Résumé de la décision
La Cour de cassation, première chambre civile, a pris acte de la renonciation du directeur des créances spéciales du Trésor au bénéfice des arrêts rendus par la cour d'appel de Rennes les 27 avril 2010 et 21 juin 2011. En conséquence, la Cour a considéré que le pourvoi était devenu sans objet et a décidé de ne pas statuer sur ce dernier. Finalement, le directeur a été condamné aux dépens et sa demande fondée sur l'article 700 du code de procédure civile a été rejetée.
Arguments pertinents
La décision repose sur les éléments suivants :
1. Renonciation au bénéfice des arrêts : La procès verbal du 20 avril 2012 a été crucial, car il a permis de constater que le directeur des créances spéciales du Trésor renonçait explicitement à faire appel des arrêts antérieurs. La Cour a déclaré : « Donne acte au directeur des créances spéciales du Trésor de ce qu'il renonce au bénéfice des arrêts... ».
2. Pourvoi sans objet : La renonciation a entraîné la constatation d’un pourvoi devenu sans objet. La Cour a ainsi précisé : « DIT n'y avoir lieu à statuer sur le pourvoi », indiquant que le traitement du pourvoi n’était plus nécessaire en raison de cette renonciation.

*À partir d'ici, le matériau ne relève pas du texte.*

use std::sync::Arc;

use async_trait::async_trait;
use futures::future::BoxFuture;
use tokio::sync::Mutex;

use cadence_core::{
    models::{LazyTask, LazyTaskList, Task, TaskList},
    traits::{CacheStore, TaskSerializer, Transport},
    SchedulerError, SchedulerResult,
};

use super::{ensure_same_name, pause_task, resume_task, ListOrdering};
use crate::serializer::JsonTaskSerializer;

const INDEX_KEY: &str = "cadence.task_list";
const TASK_KEY_PREFIX: &str = "cadence.task.";

/// 缓存传输层
///
/// 任务序列化后保存在 `cadence.task.<name>` 键下，任务名称列表保存在索引键中。
/// 同一进程内的多步写操作串行执行；多个进程共享同一缓存时不保证原子性。
#[derive(Clone)]
pub struct CacheTransport {
    cache: Arc<dyn CacheStore>,
    serializer: Arc<dyn TaskSerializer>,
    ordering: ListOrdering,
    write_lock: Arc<Mutex<()>>,
}

impl CacheTransport {
    pub fn new(cache: Arc<dyn CacheStore>, ordering: ListOrdering) -> Self {
        Self {
            cache,
            serializer: Arc::new(JsonTaskSerializer::new()),
            ordering,
            write_lock: Arc::new(Mutex::new(())),
        }
    }

    pub fn with_serializer(mut self, serializer: Arc<dyn TaskSerializer>) -> Self {
        self.serializer = serializer;
        self
    }

    async fn index(&self) -> SchedulerResult<Vec<String>> {
        match self.cache.get(INDEX_KEY).await? {
            Some(bytes) => Ok(serde_json::from_slice(&bytes)?),
            None => Ok(Vec::new()),
        }
    }

    async fn store_index(&self, names: &[String]) -> SchedulerResult<()> {
        self.cache.set(INDEX_KEY, serde_json::to_vec(names)?).await
    }

    async fn store_task(&self, task: &Task) -> SchedulerResult<()> {
        let bytes = self.serializer.serialize(task)?;
        self.cache.set(&task_key(task.name()), bytes).await
    }

    async fn read_task(&self, name: &str) -> SchedulerResult<Task> {
        read_cached_task(self.cache.as_ref(), self.serializer.as_ref(), name).await
    }

    fn supplier(&self, name: &str) -> LazyTask {
        let cache = self.cache.clone();
        let serializer = self.serializer.clone();
        let key = name.to_string();
        LazyTask::new(
            name,
            Arc::new(move || -> BoxFuture<'static, SchedulerResult<Task>> {
                let cache = cache.clone();
                let serializer = serializer.clone();
                let key = key.clone();
                Box::pin(async move {
                    read_cached_task(cache.as_ref(), serializer.as_ref(), &key).await
                })
            }),
        )
    }
}

#[async_trait]
impl Transport for CacheTransport {
    async fn get(&self, name: &str) -> SchedulerResult<Task> {
        self.read_task(name).await
    }

    async fn get_lazy(&self, name: &str) -> SchedulerResult<LazyTask> {
        if !self.cache.has(&task_key(name)).await? {
            return Err(SchedulerError::task_not_found(name));
        }
        Ok(self.supplier(name))
    }

    async fn list(&self) -> SchedulerResult<TaskList> {
        let mut tasks = TaskList::new();
        for name in self.index().await? {
            match self.read_task(&name).await {
                Ok(task) => tasks.add(task),
                Err(e) if e.is_not_found() => continue,
                Err(e) => return Err(e),
            }
        }
        self.ordering.apply(tasks)
    }

    async fn list_lazy(&self) -> SchedulerResult<LazyTaskList> {
        let names = if self.ordering.is_sorting() {
            self.list().await?.names()
        } else {
            self.index().await?
        };
        Ok(names.iter().map(|name| self.supplier(name)).collect())
    }

    async fn create(&self, task: Task) -> SchedulerResult<()> {
        let _guard = self.write_lock.lock().await;
        let mut names = self.index().await?;
        if names.iter().any(|name| name == task.name()) {
            return Err(SchedulerError::already_scheduled(task.name()));
        }

        self.store_task(&task).await?;
        names.push(task.name().to_string());
        self.store_index(&names).await
    }

    async fn update(&self, name: &str, task: Task) -> SchedulerResult<()> {
        ensure_same_name(name, &task)?;
        let _guard = self.write_lock.lock().await;
        if !self.cache.has(&task_key(name)).await? {
            return Err(SchedulerError::task_not_found(name));
        }
        self.store_task(&task).await
    }

    async fn delete(&self, name: &str) -> SchedulerResult<()> {
        let _guard = self.write_lock.lock().await;
        let mut names = self.index().await?;
        let before = names.len();
        names.retain(|existing| existing != name);
        if names.len() == before {
            return Err(SchedulerError::task_not_found(name));
        }

        self.cache.delete(&task_key(name)).await?;
        self.store_index(&names).await
    }

    async fn pause(&self, name: &str) -> SchedulerResult<()> {
        let _guard = self.write_lock.lock().await;
        let mut task = self.read_task(name).await?;
        pause_task(&mut task)?;
        self.store_task(&task).await
    }

    async fn resume(&self, name: &str) -> SchedulerResult<()> {
        let _guard = self.write_lock.lock().await;
        let mut task = self.read_task(name).await?;
        resume_task(&mut task)?;
        self.store_task(&task).await
    }

    async fn clear(&self) -> SchedulerResult<()> {
        let _guard = self.write_lock.lock().await;
        for name in self.index().await? {
            self.cache.delete(&task_key(&name)).await?;
        }
        self.cache.delete(INDEX_KEY).await
    }

    async fn count(&self) -> SchedulerResult<usize> {
        Ok(self.index().await?.len())
    }

    fn name(&self) -> &str {
        "cache"
    }
}

fn task_key(name: &str) -> String {
    format!("{TASK_KEY_PREFIX}{name}")
}

async fn read_cached_task(
    cache: &dyn CacheStore,
    serializer: &dyn TaskSerializer,
    name: &str,
) -> SchedulerResult<Task> {
    match cache.get(&task_key(name)).await? {
        Some(bytes) => serializer.deserialize(&bytes),
        None => Err(SchedulerError::task_not_found(name)),
    }
}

3. Condamnation aux dépens : En vertu des dépenses engagées dans le cadre de la procédure, la Cour a condamné le directeur des créances spéciales du Trésor, énonçant que celui-ci devait supporter les frais juridiques occasionnés.
4. Rejet de la demande sur l'article 700 : La demande d'indemnisation en vertu de l'article 700 a également été rejetée, car la situation n’a pas conduit à une nécessité d’allocation d'honoraires ou d’indemnités pour le recourant.
Interprétations et citations légales
Cette décision fait référence à plusieurs principes juridiques majeurs, notamment le droit de renonciation et les conséquences juridiques d’un pourvoi devenu sans objet.
1. Article 700 du Code de procédure civile : Cet article permet à la Cour d'attribuer une somme d'argent à titre de frais irrépétibles, mais dans ce cas, la Cour a estimé qu'il n'y avait pas lieu d'y recourir. La formulation selon laquelle « rejette la demande » souligne que la renonciation à la demande principale a eu des conséquences sur l'obtention de coûts.
2. Article 1235 du Code civil (droit des obligations): Bien que cet article ne soit pas explicitement mentionné, il peut être sous-jacent à la renonciation, qui est le résultat d'un acte volontaire où le débiteur choisit de renoncer à un droit.
En somme, la décision de la Cour de cassation illustre les conséquences juridiques du droit de renonciation et met en lumière la nécessité de statuer sur la recevabilité d'un pourvoi basé sur l'évolution des circonstances entre les parties. Les dispositions juridiques pertinentes, tout en offrant un cadre théorique, ont été appliquées ici de manière concrète, résultant en un prononcé clair et sans ambiguïtés.